Description

Supporting entrepreneurship

The supporting entrepreneurship part is the third module of our project’s implementation aspect. The two firsts are “Use of SynBio to solve an unmet need of astronauts” and “Implementation technical and sustainable constraints in our system”, you can read more about them [here] . In the first part, we identified our potential customers and their unmet needs not yet covered by other existing solutions using a market study. In the second part, we showed that our solution is possible, scalable, and inventive through the specifications, the issue table, the 3D model and the life-cycle of our solution.
In this section, we present logical product development plans with realistic milestones, timelines, resources, and risks. In short, we took an entrepreneurial approach to develop our project outside the framework of the iGEM competition.

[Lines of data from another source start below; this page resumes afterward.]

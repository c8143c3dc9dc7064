//! Request routes: method, path below the API base and query parameters.

use bridge_traits::http::HttpMethod;
use url::Url;

use crate::error::{Result, SpotifyError};
use crate::types::PageRequest;

/// One Web API endpoint invocation.
///
/// # Example
///
/// ```
/// use provider_spotify::Route;
///
/// let route = Route::get("/albums").query_list("ids", ["a", "b"]);
/// let url = route.url("https://api.spotify.com/v1").unwrap();
/// assert_eq!(url, "https://api.spotify.com/v1/albums?ids=a%2Cb");
///
/// let route = Route::get("/users").segment("a b").segment("playlists");
/// let url = route.url("https://api.spotify.com/v1").unwrap();
/// assert_eq!(url, "https://api.spotify.com/v1/users/a%20b/playlists");
/// ```
#[derive(Debug, Clone, PartialEq, Eq)]
pub struct Route {
    method: HttpMethod,
    path: String,
    segments: Vec<String>,
    query: Vec<(String, String)>,
}

impl Route {
    /// `path` is a fixed endpoint path; caller-supplied ids go through
    /// [`Route::segment`].
    pub fn new(method: HttpMethod, path: impl Into<String>) -> Self {
        let path = path.into();
        let segments = path
            .split('/')
            .filter(|s| !s.is_empty())
            .map(str::to_string)
            .collect();
        Self {
            method,
            path,
            segments,
            query: Vec::new(),
        }
    }

    pub fn get(path: impl Into<String>) -> Self {
        Self::new(HttpMethod::Get, path)
    }

    pub fn post(path: impl Into<String>) -> Self {
        Self::new(HttpMethod::Post, path)
    }

    pub fn put(path: impl Into<String>) -> Self {
        Self::new(HttpMethod::Put, path)
    }

    pub fn delete(path: impl Into<String>) -> Self {
        Self::new(HttpMethod::Delete, path)
    }

    /// Append one path segment. It is percent-encoded as a whole, so a `/`
    /// inside it does not split the path.
    pub fn segment(mut self, value: impl AsRef<str>) -> Self {
        let value = value.as_ref();
        self.path.push('/');
        self.path.push_str(value);
        self.segments.push(value.to_string());
        self
    }

    pub fn query(mut self, key: &str, value: impl ToString) -> Self {
        self.query.push((key.to_string(), value.to_string()));
        self
    }

    /// Add the parameter only when a value is given.
    pub fn query_opt<V: ToString>(self, key: &str, value: Option<V>) -> Self {
        match value {
            Some(value) => self.query(key, value),
            None => self,
        }
    }

    /// Comma-joined list parameter; an empty list adds nothing.
    pub fn query_list<I, S>(self, key: &str, values: I) -> Self
    where
        I: IntoIterator<Item = S>,
        S: AsRef<str>,
    {
        let joined = values
            .into_iter()
            .map(|v| v.as_ref().to_string())
            .collect::<Vec<_>>()
            .join(",");
        if joined.is_empty() {
            self
        } else {
            self.query(key, joined)
        }
    }

    pub fn page(self, page: PageRequest) -> Self {
        self.query("limit", page.limit).query("offset", page.offset)
    }

    pub fn method(&self) -> HttpMethod {
        self.method
    }

    pub fn path(&self) -> &str {
        &self.path
    }

    pub fn query_pairs(&self) -> &[(String, String)] {
        &self.query
    }

    /// Absolute URL below `base` with path segments and query percent-encoded.
    pub fn url(&self, base: &str) -> Result<String> {
        let mut url = Url::parse(base)
            .map_err(|e| SpotifyError::InvalidRequest(format!("{}: {}", base, e)))?;
        url.path_segments_mut()
            .map_err(|_| SpotifyError::InvalidRequest(format!("{}: not a base URL", base)))?
            .pop_if_empty()
            .extend(&self.segments);
        if !self.query.is_empty() {
            url.query_pairs_mut().extend_pairs(self.query.iter());
        }
        Ok(url.into())
    }
}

We collaborated with a business incubator named “Le Catalyseur” which helped us in this process through workshops throughout the project.

1- Our partners for the implementation of our project

Le Catalyseur is a pre-incubator that encourages the culture of innovation, supports project leaders and enables the development of original activities in terms of employment, while maintaining high social added value. We followed their pre-incubation program which consists of three phases. We have done 6 work sessions, one every month since May. They gave us tools such as market study to implement our idea in the real world and such as business models or risk analysis to have an entrepreneurial approach. The work that we have done with them is presented here. Now, we are at the end of the first phase and we have the opportunity to continue our project after the iGEM competition.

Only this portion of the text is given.